TRY IT: Repeat exactly the lines of the entries below from the one with "assert!((ledger.invested() - 5000.0).abs()" through the one with "ledger.open_position(spec(Direction::Long, 50.0, 10)).unwrap();", both ends included, and nothing else.

WORKING DATA START

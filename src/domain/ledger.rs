//! Investor ledger: liquid capital, open positions and the daily asset history.

use chrono::NaiveDate;

use super::calendar::PriceSeries;
use super::error::WalkforwardError;
use super::position::{ClosedTrade, Direction, ExitReason, Position, PositionSpec};

/// Slack allowed when comparing a position's cost with liquid capital.
const CAPITAL_TOLERANCE: f64 = 1e-9;

#[derive(Debug, Clone, Copy, PartialEq, Eq)]
pub enum Signal {
    Buy,
    Sell,
    Hold,
}

impl Signal {
    /// Maps a forecast return onto a trade decision. Returns strictly above
    /// `threshold` buy, strictly below `-threshold` sell, anything else holds.
    pub fn from_return(forecast_return: f64, threshold: f64) -> Self {
        if !forecast_return.is_finite() {
            Signal::Hold
        } else if forecast_return > threshold {
            Signal::Buy
        } else if forecast_return < -threshold {
            Signal::Sell
        } else {
            Signal::Hold
        }
    }

    pub fn direction(self) -> Option<Direction> {
        match self {
            Signal::Buy => Some(Direction::Long),
            Signal::Sell => Some(Direction::Short),
            Signal::Hold => None,
        }
    }
}

/// One end-of-day snapshot.
#[derive(Debug, Clone, PartialEq)]
pub struct AssetPoint {
    pub date: NaiveDate,
    pub liquid_capital: f64,
    pub invested: f64,
    pub total_assets: f64,
}

#[derive(Debug, Clone, PartialEq)]
pub struct Ledger {
    ticker: String,
    starting_capital: f64,
    signal_threshold: f64,
    liquid_capital: f64,
    open_positions: Vec<Position>,
    closed_trades: Vec<ClosedTrade>,
    history: Vec<AssetPoint>,
    next_id: u64,
}

impl Ledger {
    pub fn new(ticker: &str, starting_capital: f64, signal_threshold: f64) -> Self {
        Ledger {
            ticker: ticker.to_string(),
            starting_capital,
            signal_threshold,
            liquid_capital: starting_capital,
            open_positions: Vec::new(),
            closed_trades: Vec::new(),
            history: Vec::new(),
            next_id: 1,
        }
    }

    pub fn ticker(&self) -> &str {
        &self.ticker
    }

    pub fn starting_capital(&self) -> f64 {
        self.starting_capital
    }

    pub fn liquid_capital(&self) -> f64 {
        self.liquid_capital
    }

    pub fn open_positions(&self) -> &[Position] {
        &self.open_positions
    }

    pub fn closed_trades(&self) -> &[ClosedTrade] {
        &self.closed_trades
    }

    pub fn history(&self) -> &[AssetPoint] {
        &self.history
    }

    pub fn capital_history(&self) -> Vec<f64> {
        self.history.iter().map(|p| p.liquid_capital).collect()
    }

    pub fn total_asset_history(&self) -> Vec<f64> {
        self.history.iter().map(|p| p.total_assets).collect()
    }

    /// Last recorded total, or the starting capital before the first day.
    pub fn total_assets(&self) -> f64 {
        self.history
            .last()
            .map_or(self.starting_capital, |p| p.total_assets)
    }

    /// Sum of the cached values of open positions.
    pub fn invested(&self) -> f64 {
        self.open_positions.iter().map(Position::current_value).sum()
    }

    pub fn has_open(&self, direction: Direction) -> bool {
        self.open_positions
            .iter()
            .any(|p| p.direction() == direction)
    }

    pub fn open_ids(&self, direction: Option<Direction>) -> Vec<u64> {
        self.open_positions
            .iter()
            .filter(|p| direction.is_none_or(|d| p.direction() == d))
            .map(Position::id)
            .collect()
    }

    pub fn position(&self, id: u64) -> Option<&Position> {
        self.open_positions.iter().find(|p| p.id() == id)
    }

    /// Today's price for this ledger's ticker.
    pub fn check_price(
        &self,
        series: &PriceSeries,
        date: NaiveDate,
    ) -> Result<f64, WalkforwardError> {
        if series.ticker() != self.ticker {
            return Err(WalkforwardError::PriceNotFound {
                ticker: self.ticker.clone(),
                date,
            });
        }
        series.price_on(date)
    }

    pub fn signal(&self, forecast_return: f64) -> Signal {
        Signal::from_return(forecast_return, self.signal_threshold)
    }

    /// Debits the position's cost and records it as open.
    pub fn open_position(&mut self, spec: PositionSpec) -> Result<u64, WalkforwardError> {
        let position = Position::open(self.next_id, spec)?;
        let cost = position.cost();
        if cost > self.liquid_capital + CAPITAL_TOLERANCE {
            return Err(WalkforwardError::InsufficientCapital {
                required: cost,
                available: self.liquid_capital,
            });
        }

        let id = position.id();
        self.next_id += 1;
        self.liquid_capital = (self.liquid_capital - cost).max(0.0);
        tracing::debug!(
            id,
            direction = ?position.direction(),
            shares = position.shares(),
            price = position.entry_price(),
            "opened position"
        );
        self.open_positions.push(position);
        Ok(id)
    }

    /// Closes an open position and credits its proceeds.
    pub fn sell(
        &mut self,
        id: u64,
        price: f64,
        date: NaiveDate,
        day: usize,
        reason: ExitReason,
    ) -> Result<ClosedTrade, WalkforwardError> {
        let idx = self
            .open_positions
            .iter()
            .position(|p| p.id() == id)
            .ok_or(WalkforwardError::InvalidStateTransition { id })?;

        let trade = self.open_positions[idx].sell(price, date, day, reason)?;
        self.open_positions.remove(idx);
        self.liquid_capital += trade.proceeds;
        tracing::debug!(id, ?reason, pnl = trade.pnl, "closed position");
        self.closed_trades.push(trade.clone());
        Ok(trade)
    }

    /// Re-values every open position at `price`; returns the invested total.
    pub(crate) fn mark_positions(&mut self, price: f64) -> f64 {
        self.open_positions
            .iter_mut()
            .map(|p| p.mark(price))
            .sum()
    }

    /// Appends one end-of-day snapshot from the marked value of open
    /// positions. Only the simulation clock calls this.
    pub(crate) fn update_assets(&mut self, date: NaiveDate, invested: f64) -> f64 {
        let total_assets = self.liquid_capital + invested;
        self.history.push(AssetPoint {
            date,
            liquid_capital: self.liquid_capital,
            invested,
            total_assets,
        });
        total_assets
    }
}

#[cfg(test)]
mod tests {
    use super::*;

    fn date(day: u32) -> NaiveDate {
        NaiveDate::from_ymd_opt(2017, 1, day).unwrap()
    }

    fn spec(direction: Direction, price: f64, shares: u64) -> PositionSpec {
        PositionSpec {
            ticker: "aapl".into(),
            direction,
            entry_date: date(5),
            entry_day: 3,
            entry_price: price,
            shares,
            hold_time: 5,
            trigger_pct: 0.03,
        }
    }

    #[test]
    fn new_ledger() {
        let ledger = Ledger::new("aapl", 5000.0, 0.0);
        assert!((ledger.liquid_capital() - 5000.0).abs() < f64::EPSILON);
        assert!((ledger.total_assets() - 5000.0).abs() < f64::EPSILON);
        assert!(ledger.open_positions().is_empty());
        assert!(ledger.history().is_empty());
    }

    #[test]
    fn signal_thresholds() {
        let ledger = Ledger::new("aapl", 5000.0, 0.01);
        assert_eq!(ledger.signal(0.02), Signal::Buy);
        assert_eq!(ledger.signal(-0.02), Signal::Sell);
        assert_eq!(ledger.signal(0.01), Signal::Hold);
        assert_eq!(ledger.signal(0.0), Signal::Hold);
        assert_eq!(ledger.signal(f64::NAN), Signal::Hold);
    }

    #[test]
    fn zero_threshold_holds_only_on_zero() {
        assert_eq!(Signal::from_return(1e-9, 0.0), Signal::Buy);
        assert_eq!(Signal::from_return(-1e-9, 0.0), Signal::Sell);
        assert_eq!(Signal::from_return(0.0, 0.0), Signal::Hold);
    }

    #[test]
    fn open_position_debits_cost() {
        let mut ledger = Ledger::new("aapl", 5000.0, 0.0);
        let id = ledger.open_position(spec(Direction::Long, 50.0, 100)).unwrap();
        assert_eq!(id, 1);
        assert!(ledger.liquid_capital().abs() < f64::EPSILON);
        assert!((ledger.invested() - 5000.0).abs() < 1e-9);
        assert!(ledger.has_open(Direction::Long));
        assert!(!ledger.has_open(Direction::Short));
    }

    #[test]
    fn open_position_rejects_overdraft() {
        let mut ledger = Ledger::new("aapl", 1000.0, 0.0);
        match ledger.open_position(spec(Direction::Long, 50.0, 100)) {
            Err(WalkforwardError::InsufficientCapital {
                required,
                available,
            }) => {
                assert!((required - 5000.0).abs() < 1e-9);
                assert!((available - 1000.0).abs() < 1e-9);
            }
            other => panic!("expected InsufficientCapital, got {other:?}"),
        }
        assert!((ledger.liquid_capital() - 1000.0).abs() < f64::EPSILON);
    }

    #[test]
    fn sell_credits_proceeds_and_records_trade() {
        let mut ledger = Ledger::new("aapl", 5000.0, 0.0);
        let id = ledger.open_position(spec(Direction::Long, 50.0, 100)).unwrap();
        let trade = ledger
            .sell(id, 52.0, date(9), 5, ExitReason::HoldTime)
            .unwrap();

        assert!((trade.pnl - 200.0).abs() < 1e-9);
        assert!((ledger.liquid_capital() - 5200.0).abs() < 1e-9);
        assert!(ledger.open_positions().is_empty());
        assert_eq!(ledger.closed_trades().len(), 1);
    }

    #[test]
    fn selling_twice_is_rejected() {
        let mut ledger = Ledger::new("aapl", 5000.0, 0.0);
        let id = ledger.open_position(spec(Direction::Long, 50.0, 10)).unwrap();
        ledger.sell(id, 50.0, date(9), 5, ExitReason::Trigger).unwrap();

        let again = ledger.sell(id, 50.0, date(9), 5, ExitReason::Trigger);
        assert!(matches!(
            again,
            Err(WalkforwardError::InvalidStateTransition { id: 1 })
        ));
        assert_eq!(ledger.closed_trades().len(), 1);
    }

    #[test]
    fn mark_and_update_assets_conserve_value() {
        let mut ledger = Ledger::new("aapl", 5000.0, 0.0);
        ledger.open_position(spec(Direction::Long, 50.0, 40)).unwrap();
        ledger.open_position(spec(Direction::Short, 50.0, 20)).unwrap();

        let invested = ledger.mark_positions(55.0);
        // long 40 * 55, short 20 * (100 - 55)
        assert!((invested - 3100.0).abs() < 1e-9);

        let total = ledger.update_assets(date(6), invested);
        assert!((total - 4100.0).abs() < 1e-9);
        let point = &ledger.history()[0];
        assert!((point.total_assets - 4100.0).abs() < 1e-9);
        assert!((point.invested - 3100.0).abs() < 1e-9);
        assert_eq!(ledger.capital_history(), vec![2000.0]);
    }

    #[test]
    fn open_ids_filter_by_direction() {
        let mut ledger = Ledger::new("aapl", 5000.0, 0.0);
        ledger.open_position(spec(Direction::Long, 10.0, 10)).unwrap();
        ledger.open_position(spec(Direction::Short, 10.0, 10)).unwrap();
        assert_eq!(ledger.open_ids(None), vec![1, 2]);
        assert_eq!(ledger.open_ids(Some(Direction::Short)), vec![2]);
    }

    #[test]
    fn check_price_rejects_other_ticker() {
        let ledger = Ledger::new("aapl", 5000.0, 0.0);
        let series = PriceSeries::new("vz", vec![(date(5), 47.0)]).unwrap();
        assert!(ledger.check_price(&series, date(5)).is_err());

        let series = PriceSeries::new("aapl", vec![(date(5), 116.0)]).unwrap();
        assert!((ledger.check_price(&series, date(5)).unwrap() - 116.0).abs() < f64::EPSILON);
    }
}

WORKING DATA END

EXERCISE SOLUTION:
        assert!((ledger.invested() - 5000.0).abs() < 1e-9);
        assert!(ledger.has_open(Direction::Long));
        assert!(!ledger.has_open(Direction::Short));
    }

    #[test]
    fn open_position_rejects_overdraft() {
        let mut ledger = Ledger::new("aapl", 1000.0, 0.0);
        match ledger.open_position(spec(Direction::Long, 50.0, 100)) {
            Err(WalkforwardError::InsufficientCapital {
                required,
                available,
            }) => {
                assert!((required - 5000.0).abs() < 1e-9);
                assert!((available - 1000.0).abs() < 1e-9);
            }
            other => panic!("expected InsufficientCapital, got {other:?}"),
        }
        assert!((ledger.liquid_capital() - 1000.0).abs() < f64::EPSILON);
    }

    #[test]
    fn sell_credits_proceeds_and_records_trade() {
        let mut ledger = Ledger::new("aapl", 5000.0, 0.0);
        let id = ledger.open_position(spec(Direction::Long, 50.0, 100)).unwrap();
        let trade = ledger
            .sell(id, 52.0, date(9), 5, ExitReason::HoldTime)
            .unwrap();

        assert!((trade.pnl - 200.0).abs() < 1e-9);
        assert!((ledger.liquid_capital() - 5200.0).abs() < 1e-9);
        assert!(ledger.open_positions().is_empty());
        assert_eq!(ledger.closed_trades().len(), 1);
    }

    #[test]
    fn selling_twice_is_rejected() {
        let mut ledger = Ledger::new("aapl", 5000.0, 0.0);
        let id = ledger.open_position(spec(Direction::Long, 50.0, 10)).unwrap();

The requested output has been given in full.